On 6 Jul 2010, at 14:03, Michael Schneider wrote:

> Toby Inkster:
> 
>> On Mon, 5 Jul 2010 17:43:17 -0500
>> Pat Hayes <phayes@ihmc.us> wrote:
>> 
>>> Well, nobody is suggesting allowing literals as predicates (although
>>> in fact the RDF semantics would easily extend to this usage, if
>>> required, and the analogous structures are allowed, and do have
>>> genuine use cases, in ISO Common Logic.)
>> 
>> Actually, I have suggested allowing them just to make things simpler -
>> URIs, blank nodes and literals would all be allowed in any position.
>> However, a statement with a literal in the predicate position would be
>> officially defined to have no meaning.
> 
> So, if 
> 
>    :s "lit" :o .
> 
> must not have a semantic meaning, what about
> 
>    "lit" rdf:type rdf:Property .

This would be possible to say.
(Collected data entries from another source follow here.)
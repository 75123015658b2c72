//! Value nodes (varnodes) and storage spaces.
//!
//! A [`Value`] is a sized piece of storage at an offset inside a [`Space`]. Every
//! live value is exactly one of:
//!
//! - a **function input** (flagged [`ValueFlags::INPUT`], never written),
//! - a **constant** (in [`Space::Constant`], the offset is the value),
//! - a **written** value (defined by exactly one operation),
//! - a **free** value (detached, neither defined nor an input).
//!
//! Values are owned by their [`Function`](super::Function) and addressed through
//! dense [`ValueId`] handles, so per-analysis state can live in plain vectors
//! indexed by [`ValueId::index`].

use std::fmt;

use bitflags::bitflags;
use strum::{EnumCount, EnumIter};

use crate::{
    analysis::graph::OpId,
    utils::{calc_mask, sign_bit},
};

/// Storage class of a value.
#[derive(Debug, Clone, Copy, PartialEq, Eq, Hash, PartialOrd, Ord, EnumIter, EnumCount)]
pub enum Space {
    /// Processor registers
    Register,
    /// The function's stack frame
    Stack,
    /// Main memory
    Ram,
    /// Temporaries introduced by instruction lifting
    Unique,
    /// Constants; the offset is the constant's value
    Constant,
    /// References from `Indirect` operations to the operation causing the effect
    Iop,
}

impl Space {
    /// Returns the dense index of this space.
    #[must_use]
    pub const fn index(self) -> usize {
        self as usize
    }

    /// Returns the single-space [`SpaceSet`] for this space.
    #[must_use]
    pub const fn flag(self) -> SpaceSet {
        match self {
            Self::Register => SpaceSet::REGISTER,
            Self::Stack => SpaceSet::STACK,
            Self::Ram => SpaceSet::RAM,
            Self::Unique => SpaceSet::UNIQUE,
            Self::Constant => SpaceSet::CONSTANT,
            Self::Iop => SpaceSet::IOP,
        }
    }

    /// Returns the short name used when printing values.
    #[must_use]
    pub const fn name(self) -> &'static str {
        match self {
            Self::Register => "register",
            Self::Stack => "stack",
            Self::Ram => "ram",
            Self::Unique => "unique",
            Self::Constant => "const",
            Self::Iop => "iop",
        }
    }
}

impl fmt::Display for Space {
    fn fmt(&self, f: &mut fmt::Formatter<'_>) -> fmt::Result {
        f.write_str(self.name())
    }
}

bitflags! {
    /// A set of storage spaces.
    #[derive(Debug, Clone, Copy, PartialEq, Eq, Hash, Default)]
    pub struct SpaceSet: u8 {
        /// [`Space::Register`]
        const REGISTER = 0x01;
        /// [`Space::Stack`]
        const STACK = 0x02;
        /// [`Space::Ram`]
        const RAM = 0x04;
        /// [`Space::Unique`]
        const UNIQUE = 0x08;
        /// [`Space::Constant`]
        const CONSTANT = 0x10;
        /// [`Space::Iop`]
        const IOP = 0x20;
    }
}

impl SpaceSet {
    /// Returns `true` if `space` is a member of this set.
    #[must_use]
    pub const fn has(self, space: Space) -> bool {
        self.contains(space.flag())
    }
}

bitflags! {
    /// Persistent attributes of a value.
    #[derive(Debug, Clone, Copy, PartialEq, Eq, Hash, Default)]
    pub struct ValueFlags: u8 {
        /// The value is an input to the function.
        const INPUT = 0x01;
        /// Every bit of the value must be kept, regardless of its readers.
        const AUTO_LIVE = 0x02;
        /// Anchored live by the volatile-load guard.
        const AUTO_LIVE_HOLD = 0x04;
        /// The address of the storage is taken elsewhere.
        const ADDR_FORCE = 0x08;
        /// Written directly by an instruction rather than through a marker.
        const DIRECT_WRITE = 0x10;
    }
}

/// Handle to a [`Value`] inside its function.
#[derive(Clone, Copy, PartialEq, Eq, Hash, PartialOrd, Ord)]
pub struct ValueId(u32);

impl ValueId {
    /// Creates a handle from a raw arena index.
    #[must_use]
    pub const fn new(index: u32) -> Self {
        Self(index)
    }

    /// Returns the dense arena index.
    #[must_use]
    pub const fn index(self) -> usize {
        self.0 as usize
    }
}

impl fmt::Debug for ValueId {
    fn fmt(&self, f: &mut fmt::Formatter<'_>) -> fmt::Result {
        write!(f, "v{}", self.0)
    }
}

impl fmt::Display for ValueId {
    fn fmt(&self, f: &mut fmt::Formatter<'_>) -> fmt::Result {
        write!(f, "v{}", self.0)
    }
}

/// A value node.
#[derive(Debug, Clone)]
pub struct Value {
    pub(crate) id: ValueId,
    pub(crate) size: u32,
    pub(crate) space: Space,
    pub(crate) offset: u64,
    pub(crate) def: Option<OpId>,
    pub(crate) reads: Vec<OpId>,
    pub(crate) flags: ValueFlags,
    pub(crate) nz_mask: u64,
}

impl Value {
    pub(crate) fn new(id: ValueId, size: u32, space: Space, offset: u64) -> Self {
        let nz_mask = if space == Space::Constant {
            offset & calc_mask(size)
        } else {
            calc_mask(size)
        };
        Self {
            id,
            size,
            space,
            offset,
            def: None,
            reads: Vec::new(),
            flags: ValueFlags::empty(),
            nz_mask,
        }
    }

    /// Returns this value's handle.
    #[must_use]
    pub const fn id(&self) -> ValueId {
        self.id
    }

    /// Returns the size in bytes.
    #[must_use]
    pub const fn size(&self) -> u32 {
        self.size
    }

    /// Returns the storage space.
    #[must_use]
    pub const fn space(&self) -> Space {
        self.space
    }

    /// Returns the offset within the space. For constants this is the value.
    #[must_use]
    pub const fn offset(&self) -> u64 {
        self.offset
    }

    /// Returns the constant value, masked to the value's size.
    #[must_use]
    pub fn constant(&self) -> Option<u64> {
        self.is_constant().then(|| self.offset & calc_mask(self.size))
    }

    /// Returns the defining operation, if the value is written.
    #[must_use]
    pub const fn def(&self) -> Option<OpId> {
        self.def
    }

    /// Returns the operations reading this value, one entry per read slot.
    #[must_use]
    pub fn reads(&self) -> &[OpId] {
        &self.reads
    }

    /// Returns the value's flags.
    #[must_use]
    pub const fn flags(&self) -> ValueFlags {
        self.flags
    }

    /// Returns the known-nonzero bits: a bit clear here is zero on every execution.
    #[must_use]
    pub const fn nz_mask(&self) -> u64 {
        self.nz_mask
    }

    /// Returns the mask of all bits this value can hold.
    #[must_use]
    pub const fn full_mask(&self) -> u64 {
        calc_mask(self.size)
    }

    /// Returns the sign bit of this value (the top representable bit for wide values).
    #[must_use]
    pub const fn sign_bit(&self) -> u64 {
        sign_bit(self.size)
    }

    /// Returns `true` for constants.
    #[must_use]
    pub fn is_constant(&self) -> bool {
        self.space == Space::Constant
    }

    /// Returns `true` for function inputs.
    #[must_use]
    pub const fn is_input(&self) -> bool {
        self.flags.contains(ValueFlags::INPUT)
    }

    /// Returns `true` if an operation defines this value.
    #[must_use]
    pub const fn is_written(&self) -> bool {
        self.def.is_some()
    }

    /// Returns `true` if the value is neither written, an input nor a constant.
    #[must_use]
    pub fn is_free(&self) -> bool {
        self.def.is_none() && !self.is_input() && !self.is_constant()
    }

    /// Returns `true` if every bit must be kept regardless of readers.
    #[must_use]
    pub const fn is_auto_live(&self) -> bool {
        self.flags
            .intersects(ValueFlags::AUTO_LIVE.union(ValueFlags::AUTO_LIVE_HOLD))
    }

    /// Returns `true` if nothing reads this value.
    #[must_use]
    pub fn has_no_reads(&self) -> bool {
        self.reads.is_empty()
    }
}

impl fmt::Display for Value {
    fn fmt(&self, f: &mut fmt::Formatter<'_>) -> fmt::Result {
        match self.constant() {
            Some(val) => write!(f, "{}#{val:#x}:{}", self.id, self.size),
            None => write!(
                f,
                "{}({}:{:#x}):{}",
                self.id, self.space, self.offset, self.size
            ),
        }
    }
}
The problem is that there would be no
way on earth that anyone could come to an agreement as to what kind
of property "lit" was. Everyone could make up defend their choice. And
where there is no right or wrong, there is no meaning. Hence the above 
is undecidable.

What is the difference between the above and

   foaf:knows a rdf:Property .

Well we can dereference foaf:knows to find out what it means. This is
the canonical way to find it's meaning, and is the initial procedure we
should use to arbitrate between competing understandings of its meaning.